DATA COLLECTION AND ANALYSIS

Two reviewers independently selected trials to be included, assessed study quality and extracted data. The incidence of fatal and nonfatal lactic acidosis was recorded as cases per patient-years, for metformin treatment and for placebo or other treatments. The upper limit for the true incidence of cases in the metformin and non-metformin groups were calculated using Poisson statistics. In a second analysis lactate levels were measured as a net change from baseline or as mean treatment values (basal and stimulated by food or exercise) for treatment and comparison groups. The pooled results were recorded as a weighted mean difference (WMD) in mmol/L, using the fixed effects model for continuous data.

MAIN RESULTS

Pooled data from 176 comparative trials and cohort studies revealed no cases of fatal or nonfatal lactic acidosis in 35,619 patient-years of metformin use or in 30,002 patients-years in the non-metformin group. Using Poisson statistics with 95% confidence intervals the upper limit for the true incidence of metformin-associated lactic acidosis was 8.4 cases per 100,000 patient-years, and the upper limit for the true incidence of lactic acidosis in the non-metformin group was 9 cases per 100,000 patient-years. There was no difference in lactate levels, either as mean treatment levels or as a net change from baseline, for metformin compared to placebo or other non-biguanide therapies. The mean lactate levels were slightly lower for metformin treatment compared to phenformin (WMD -0.75 mmol/L, 95% CI -0.86 to -0.15).

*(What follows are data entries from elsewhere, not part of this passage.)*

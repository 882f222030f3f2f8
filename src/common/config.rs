//! # Configuration
//!
//! Server and client settings, loadable from TOML files. Only the endpoint keys
//! are required; everything else falls back to a default.
//!
//! ```toml
//! # server.toml
//! bind_address = "127.0.0.1"
//! bind_port = 65432
//! max_concurrent_clients = 5
//! relay_mode = true
//! ```
//!
//! ```toml
//! # client.toml
//! remote_address = "127.0.0.1"
//! remote_port = 65432
//! ```

use std::fs;
use std::path::Path;
use std::time::Duration;

use anyhow::{Context, Result};
use serde::{Deserialize, Serialize};

use super::codec::DEFAULT_MAX_FRAME_BYTES;

const DEFAULT_MAX_CONCURRENT_CLIENTS: u32 = 5;
const DEFAULT_IO_TIMEOUT_MS: u64 = 5_000;

/// Load a TOML configuration file and deserialize it into the specified type.
///
/// # Example
/// ```ignore
/// let config: ServerConfig = load_config("config/relay.toml")?;
/// ```
pub fn load_config<T>(path: impl AsRef<Path>) -> Result<T>
where
    T: for<'de> Deserialize<'de>,
{
    let path = path.as_ref();
    let content = fs::read_to_string(path)
        .with_context(|| format!("failed to read config file {}", path.display()))?;
    let config: T = toml::from_str(&content)
        .with_context(|| format!("failed to parse config file {}", path.display()))?;
    Ok(config)
}

/// Everything a [`Server`](crate::server::Server) needs to start.
#[derive(Debug, Clone, PartialEq, Eq, Serialize, Deserialize)]
pub struct ServerConfig {
    /// Address to bind (e.g. "127.0.0.1", "0.0.0.0", "localhost")
    pub bind_address: String,
    /// Port to bind; 0 lets the OS pick one
    pub bind_port: u16,
    /// Listen backlog and cap on simultaneously served clients
    #[serde(default = "default_max_concurrent_clients")]
    pub max_concurrent_clients: u32,
    /// Broadcast each message to the other clients instead of replying to the sender
    #[serde(default)]
    pub relay_mode: bool,
    /// Deadline for each socket write (milliseconds)
    #[serde(default = "default_io_timeout_ms")]
    pub io_timeout_ms: u64,
    /// Close connections that stay silent this long; `None` keeps them open
    #[serde(default)]
    pub idle_timeout_secs: Option<u64>,
    /// Largest accepted payload, in bytes
    #[serde(default = "default_max_frame_bytes")]
    pub max_frame_bytes: usize,
}

impl ServerConfig {
    pub fn new(bind_address: impl Into<String>, bind_port: u16) -> Self {
        Self {
            bind_address: bind_address.into(),
            bind_port,
            max_concurrent_clients: DEFAULT_MAX_CONCURRENT_CLIENTS,
            relay_mode: false,
            io_timeout_ms: DEFAULT_IO_TIMEOUT_MS,
            idle_timeout_secs: None,
            max_frame_bytes: DEFAULT_MAX_FRAME_BYTES,
        }
    }

    pub fn from_file(path: impl AsRef<Path>) -> Result<Self> {
        load_config(path)
    }

    pub fn with_max_concurrent_clients(mut self, max_concurrent_clients: u32) -> Self {
        self.max_concurrent_clients = max_concurrent_clients;
        self
    }

    pub fn with_relay_mode(mut self, relay_mode: bool) -> Self {
        self.relay_mode = relay_mode;
        self
    }

    pub fn with_io_timeout(mut self, timeout: Duration) -> Self {
        self.io_timeout_ms = timeout.as_millis() as u64;
        self
    }

    pub fn with_idle_timeout(mut self, timeout: Option<Duration>) -> Self {
        self.idle_timeout_secs = timeout.map(|t| t.as_secs().max(1));
        self
    }

    pub fn with_max_frame_bytes(mut self, max_frame_bytes: usize) -> Self {
        self.max_frame_bytes = max_frame_bytes;
        self
    }

    /// "address:port" as handed to the resolver.
    pub fn bind_target(&self) -> String {
        format!("{}:{}", self.bind_address, self.bind_port)
    }

    pub fn io_timeout(&self) -> Duration {
        Duration::from_millis(self.io_timeout_ms)
    }

    pub fn idle_timeout(&self) -> Option<Duration> {
        self.idle_timeout_secs.map(Duration::from_secs)
    }

    /// Reject settings the server cannot run with.
    pub fn validate(&self) -> Result<(), String> {
        if self.max_concurrent_clients == 0 {
            return Err("max_concurrent_clients must be at least 1".to_string());
        }
        if self.io_timeout_ms == 0 {
            return Err("io_timeout_ms must be positive".to_string());
        }
        if self.max_frame_bytes == 0 {
            return Err("max_frame_bytes must be positive".to_string());
        }
        Ok(())
    }
}

/// Where a [`Client`](crate::client::Client) connects to.
#[derive(Debug, Clone, PartialEq, Eq, Serialize, Deserialize)]
pub struct ClientConfig {
    pub remote_address: String,
    pub remote_port: u16,
    #[serde(default = "default_io_timeout_ms")]
    pub io_timeout_ms: u64,
    #[serde(default = "default_max_frame_bytes")]
    pub max_frame_bytes: usize,
}

impl ClientConfig {
    pub fn new(remote_address: impl Into<String>, remote_port: u16) -> Self {
        Self {
            remote_address: remote_address.into(),
            remote_port,
            io_timeout_ms: DEFAULT_IO_TIMEOUT_MS,
            max_frame_bytes: DEFAULT_MAX_FRAME_BYTES,
        }
    }

    pub fn from_file(path: impl AsRef<Path>) -> Result<Self> {
        load_config(path)
    }

    pub fn with_max_frame_bytes(mut self, max_frame_bytes: usize) -> Self {
        self.max_frame_bytes = max_frame_bytes;
        self
    }

    pub fn io_timeout(&self) -> Duration {
        Duration::from_millis(self.io_timeout_ms)
    }
}

fn default_max_concurrent_clients() -> u32 {
    DEFAULT_MAX_CONCURRENT_CLIENTS
}

fn default_io_timeout_ms() -> u64 {
    DEFAULT_IO_TIMEOUT_MS
}

fn default_max_frame_bytes() -> usize {
    DEFAULT_MAX_FRAME_BYTES
}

REVIEWER'S CONCLUSIONS: There is no evidence from prospective comparative trials or from observational cohort studies that metformin is associated with an increased risk of lactic acidosis, or with increased levels of lactate, compared to other anti-hyperglycemic treatments if prescribed under the study conditions, taking into account contra-indications.

摘要

背景

二甲双胍是一种用于治疗2型糖尿病的口服抗高血糖药物。英国前瞻性糖尿病研究结果表明,与其他抗高血糖治疗相比,二甲双胍治疗可降低总死亡率。然而,二甲双胍被认为会增加乳酸酸中毒的风险,并且在许多可能与乳酸酸中毒相关的慢性低氧血症情况下被视为禁忌,如心血管、肾脏、肝脏和肺部疾病以及老年患者。

目的

评估2型糖尿病患者使用二甲双胍与使用安慰剂及其他降糖治疗相比,致命性和非致命性乳酸酸中毒的发生率。次要目的是评估接受二甲双胍治疗的患者与接受安慰剂或非二甲双胍治疗的患者相比的血乳酸水平。

检索策略

检索了Cochrane对照试验注册库、疗效评价文摘数据库(截至2000年4月)、Medline(截至2000年11月)、Embase(截至2000年11月)、Oldmedline和Reactions(截至2000年5月),以识别1966年至2000年11月期间所有关于二甲双胍治疗的研究。使用医学累积索引检索1959年至1965年的相关文章。通过浏览已识别文章的参考文献以及联系主要研究者来扩大检索范围。最新检索日期:2000年11月。

入选标准

纳入持续时间超过1个月的2型糖尿病患者的前瞻性试验,这些试验评估了二甲双胍单独使用或与其他治疗联合使用与安慰剂或任何其他降糖治疗相比的情况。还纳入了持续时间超过1个月的二甲双胍治疗的观察性队列研究。

数据收集与分析

两名评价者独立选择纳入试验,评估研究质量并提取数据。记录二甲双胍治疗组以及安慰剂或其他治疗组中致命性和非致命性乳酸酸中毒的发生率,以每患者年的病例数表示。使用泊松统计计算二甲双胍组和非二甲双胍组中病例真实发生率的上限。在第二项分析中,测量治疗组和比较组乳酸水平相对于基线的净变化或平均治疗值(基础值以及食物或运动刺激后的数值)。使用固定效应模型对连续数据进行分析,将汇总结果记录为以mmol/L为单位的加权平均差(WMD)。

主要结果

来自176项比较试验和队列研究的汇总数据显示,在35619患者年的二甲双胍使用中以及30002患者年的非二甲双胍组中均未出现致命性或非致命性乳酸酸中毒病例。使用95%置信区间的泊松统计,二甲双胍相关乳酸酸中毒真实发生率的上限为每100000患者年8.4例,非二甲双胍组乳酸酸中毒真实发生率的上限为每100000患者年9例。与安慰剂或其他非双胍类治疗相比,二甲双胍治疗组的平均乳酸水平或相对于基线的净变化没有差异。与苯乙双胍相比,二甲双胍治疗组的平均乳酸水平略低(WMD -0.75 mmol/L,95% CI -0.86至-0.15)。

评价者结论

在前瞻性比较试验或观察性队列研究中,没有证据表明在考虑禁忌证的情况下,按照研究条件处方时,与其他抗高血糖治疗相比,二甲双胍会增加乳酸酸中毒风险或提高乳酸水平。